▶ _TASK BRIEF_
Your answer must be every line of the data below that holds the string "CsvParser", copied exactly.

▶ _PROVIDED DATA_
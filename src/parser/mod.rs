//! Parsing engine for processing byte streams.
//!
//! - [`RowParser`] - Stateful engine with `push()`/`finish()` API
//! - [`CsvParser`] - Collecting wrapper with `feed_chunk()`/`finalize()` API

mod collect;
mod engine;

pub use collect::{CsvParser, ParseResult};
pub use engine::RowParser;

▶ _RESPONSE TO THE EXERCISE_
//! - [`CsvParser`] - Collecting wrapper with `feed_chunk()`/`finalize()` API
pub use collect::{CsvParser, ParseResult};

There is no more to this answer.